In a room inside Dankmeyer Prosthetics and Orthotics, employees are making and modifying prosthetic limbs for those who need them.
“We’re the interface between the patient and getting their device managed. And we do mostly custom work,” Mark Hopkins, co-owner of Dankmeyer Prosthetics and Orthotics, said. “Everything we do is a compromise, and we know that. And just to be simplistic about it we’re always looking to build a better mousetrap.”
There are many different types of prostheses. Though the technology is getting better, Hopkins said they regularly face new challenges.
“The more the client has to think about what they're doing with the device, the less they can do of other things,” Hopkins said.
“The more feedback the user of the hand gets, the better they’re going to be able to use it,” Andrew Rubin said. He is one of Hopkins’ clients and has both a prosthetic leg and hand.

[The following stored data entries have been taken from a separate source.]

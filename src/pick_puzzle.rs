// Grupoj – A word grouping game
// Copyright (C) 2024  Neil Roberts
//
// This program is free software: you can redistribute it and/or modify
// it under the terms of the GNU General Public License as published by
// the Free Software Foundation, either version 3 of the License, or
// (at your option) any later version.
//
// This program is distributed in the hope that it will be useful,
// but WITHOUT ANY WARRANTY; without even the implied warranty of
// MERCHANTABILITY or FITNESS FOR A PARTICULAR PURPOSE.  See the
// GNU General Public License for more details.
//
// You should have received a copy of the GNU General Public License
// along with this program.  If not, see <http://www.gnu.org/licenses/>.

mod game_date;
mod grouping;
mod sheet;

use std::{process::ExitCode, ffi::OsString};
use clap::Parser;
use game_date::GameDate;
use grouping::{Grouping, Groupings};

#[derive(Parser)]
#[command(name = "Pick")]
struct Cli {
    /// JSON rows of the puzzle sheet, or “-” for stdin
    #[arg(value_name = "SHEET")]
    sheet: OsString,
    /// Day to pick the puzzle for instead of today
    #[arg(short, long, value_name = "YYYY-MM-DD")]
    date: Option<String>,
    #[arg(short = 'H', long)]
    human_readable: bool,
}

fn read_sheet(filename: &OsString) -> Result<String, std::io::Error> {
    if filename == "-" {
        std::io::read_to_string(std::io::stdin())
    } else {
        std::fs::read_to_string(filename)
    }
}

fn print_human_readable(date: GameDate, groupings: &Groupings) {
    println!("{}\n", date);

    for Grouping { group, difficulty, words } in groupings.iter() {
        println!(
            "{} {}: {}",
            grouping::difficulty_symbol(*difficulty),
            group,
            words.join(", "),
        );
    }
}

fn main() -> ExitCode {
    let cli = Cli::parse();

    let date = match cli.date.as_deref().map(str::parse::<GameDate>) {
        None => GameDate::today(),
        Some(Ok(date)) => date,
        Some(Err(e)) => {
            eprintln!("{}", e);
            return ExitCode::FAILURE;
        },
    };

    let sheet_text = match read_sheet(&cli.sheet) {
        Ok(s) => s,
        Err(e) => {
            eprintln!("{}: {}", cli.sheet.to_string_lossy(), e);
            return ExitCode::FAILURE;
        },
    };

    let groupings = match sheet::parse_rows(&sheet_text)
        .and_then(|rows| sheet::groupings_for_date(&rows, date))
    {
        Ok(g) => g,
        Err(e) => {
            eprintln!("{}: {}", cli.sheet.to_string_lossy(), e);
            return ExitCode::FAILURE;
        },
    };

    if cli.human_readable {
        print_human_readable(date, &groupings);
    } else {
        let groupings = groupings.iter().collect::<Vec<_>>();

        match serde_json::to_string_pretty(&groupings) {
            Ok(json) => println!("{}", json),
            Err(e) => {
                eprintln!("{}", e);
                return ExitCode::FAILURE;
            },
        }
    }

    ExitCode::SUCCESS
}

“This isn't a hand, right? It’s just a device and I would really like the research to get to a place where it begins to think of the hand as a smart hand, a hand that can do things without me necessarily thinking about doing it,” he said.
“We know that some of the advanced designs we’re developing reduce the cognitive load, which makes us optimistic,” Hopkins said.
It’s something Jeremy Brown and his lab at Johns Hopkins University has been working on advancing.
“Right now most commercial prostheses do not allow an amputee to feel with their prosthetic limb,” Jeremy Brown with the Haptics and Medical Robotics Laboratory at Johns Hopkins University, said. “Really we’re looking at the application of haptic feedback in prosthetics.”
“It’s sort of hard, I think, to understand what life without touch is,” he said.
Processes like holding something delicate are more difficult for those with prosthetic limbs. “Pick up an object like an egg without being concerned that if you squeeze to hard you might break it,” Brown explained.
In the lab, they are using a test device that provides vibration feedback to let the user know when they are squeezing too tight, or not enough.
“We all have kind of experienced viral tactile feedback with consumer electronic cell phones. Anytime your phone vibrates to let you know someones calling you or texting you, that’s just the vibration cue and that's essentially what we’re using in our lab for research purposes. And what we're doing is tying the intensity of that vibration...to how much force you’re squeezing with on the prosthesis,” Brown explained.
Rubin says he can see how this tech can help with sensation. “I can see it’s important...in terms of refining my ability to control things,” he said.
These devices are getting more advanced as more technologies are integrated -- from haptics to Bluetooth to 3D printing. Brown hopes to soon have more participants to test haptic feedback.
“My hope is that this research eventually leads to future prosthetic devices that function the same way our natural limbs do,” Brown said.
“There are a lot of people in the world that have missing limbs...if they are limited in their recovery from their disease or trauma or unable to get to functional independence or good quality of life, we’re just missing out all these people could be contributing, and for me, that’s the bigger picture,” Hopkins said.